# TASK DESCRIPTION:
Print the lines that run from the line with "set per statement." to the line with "bare array. An", keeping both end lines, exactly as they appear in the entries below, and nothing else.

··· GIVEN DATA ···

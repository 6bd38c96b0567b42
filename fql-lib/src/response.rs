//! Transport responses

use serde_json::Value as JsonValue;

use crate::error::FacebookErrorDetail;
use crate::error::TransportError;
use crate::model::ResultSet;
use crate::model::Row;
use crate::query::FqlQuery;

/// The outcome of running an [`FqlQuery`].
///
/// A single statement produces rows; a multiquery produces one named result
/// set per statement.
#[derive(Debug, Clone, PartialEq)]
pub enum FqlResponse {
    /// Rows of a single statement.
    Rows(Vec<Row>),
    /// Named result sets of a multiquery.
    Sets(Vec<ResultSet>),
}

impl FqlResponse {
    /// Interprets a Graph API JSON body for the given query.
    ///
    /// Accepts the `{"data": [...]}` envelope or a bare array. An
    /// `{"error": {...}}` envelope becomes [`TransportError::Api`].
    ///
    /// # Example
    ///
    /// ```
    /// use fql_lib::FqlResponse;
    /// use fql_lib::query::{FqlQuery, Select};
    /// use serde_json::json;
    ///
    /// let query = FqlQuery::Single(Select::new().from("user"));
    /// let body = json!({"data": [{"uid": 4}]});
    /// let response = FqlResponse::from_json(&query, body).unwrap();
    /// assert_eq!(response.row_count(), 1);
    /// ```
    pub fn from_json(query: &FqlQuery, body: JsonValue) -> Result<Self, TransportError> {
        let data = match body {
            JsonValue::Object(mut envelope) => {
                if let Some(error) = envelope.remove("error") {
                    let detail: FacebookErrorDetail = serde_json::from_value(error.clone())
                        .map_err(|e| {
                            TransportError::parse_with_body(
                                format!("Invalid error envelope: {}", e),
                                error.to_string(),
                            )
                        })?;
                    return Err(TransportError::Api(detail));
                }
                envelope
                    .remove("data")
                    .ok_or_else(|| TransportError::parse("Response has no 'data' member"))?
            }
            data @ JsonValue::Array(_) => data,
            other => {
                return Err(TransportError::parse_with_body(
                    "Expected a JSON object or array",
                    other.to_string(),
                ));
            }
        };

        let body = data.to_string();
        if query.is_multi() {
            let sets: Vec<ResultSet> = serde_json::from_value(data)
                .map_err(|e| TransportError::parse_with_body(e.to_string(), body))?;
            Ok(FqlResponse::Sets(sets))
        } else {
            let rows: Vec<Row> = serde_json::from_value(data)
                .map_err(|e| TransportError::parse_with_body(e.to_string(), body))?;
            Ok(FqlResponse::Rows(rows))
        }
    }

    /// Returns the rows of a single-statement response.
    pub fn rows(&self) -> Option<&[Row]> {
        match self {
            FqlResponse::Rows(rows) => Some(rows),
            FqlResponse::Sets(_) => None,
        }
    }

    /// Returns the result sets of a multiquery response.
    pub fn sets(&self) -> Option<&[ResultSet]> {
        match self {
            FqlResponse::Rows(_) => None,
            FqlResponse::Sets(sets) => Some(sets),
        }
    }

    /// Returns the named result set of a multiquery response.
    pub fn set(&self, name: &str) -> Option<&ResultSet> {
        self.sets()?.iter().find(|set| set.name == name)
    }

    /// Returns the total number of rows across all result sets.
    pub fn row_count(&self) -> usize {
        match self {
            FqlResponse::Rows(rows) => rows.len(),
            FqlResponse::Sets(sets) => sets.iter().map(|set| set.rows.len()).sum(),
        }
    }

    /// Returns `true` if no rows were returned.
    pub fn is_empty(&self) -> bool {
        self.row_count() == 0
    }
}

···

# SOLUTION FOR THIS EXERCISE:
/// set per statement.
#[derive(Debug, Clone, PartialEq)]
pub enum FqlResponse {
    /// Rows of a single statement.
    Rows(Vec<Row>),
    /// Named result sets of a multiquery.
    Sets(Vec<ResultSet>),
}

impl FqlResponse {
    /// Interprets a Graph API JSON body for the given query.
    ///
    /// Accepts the `{"data": [...]}` envelope or a bare array. An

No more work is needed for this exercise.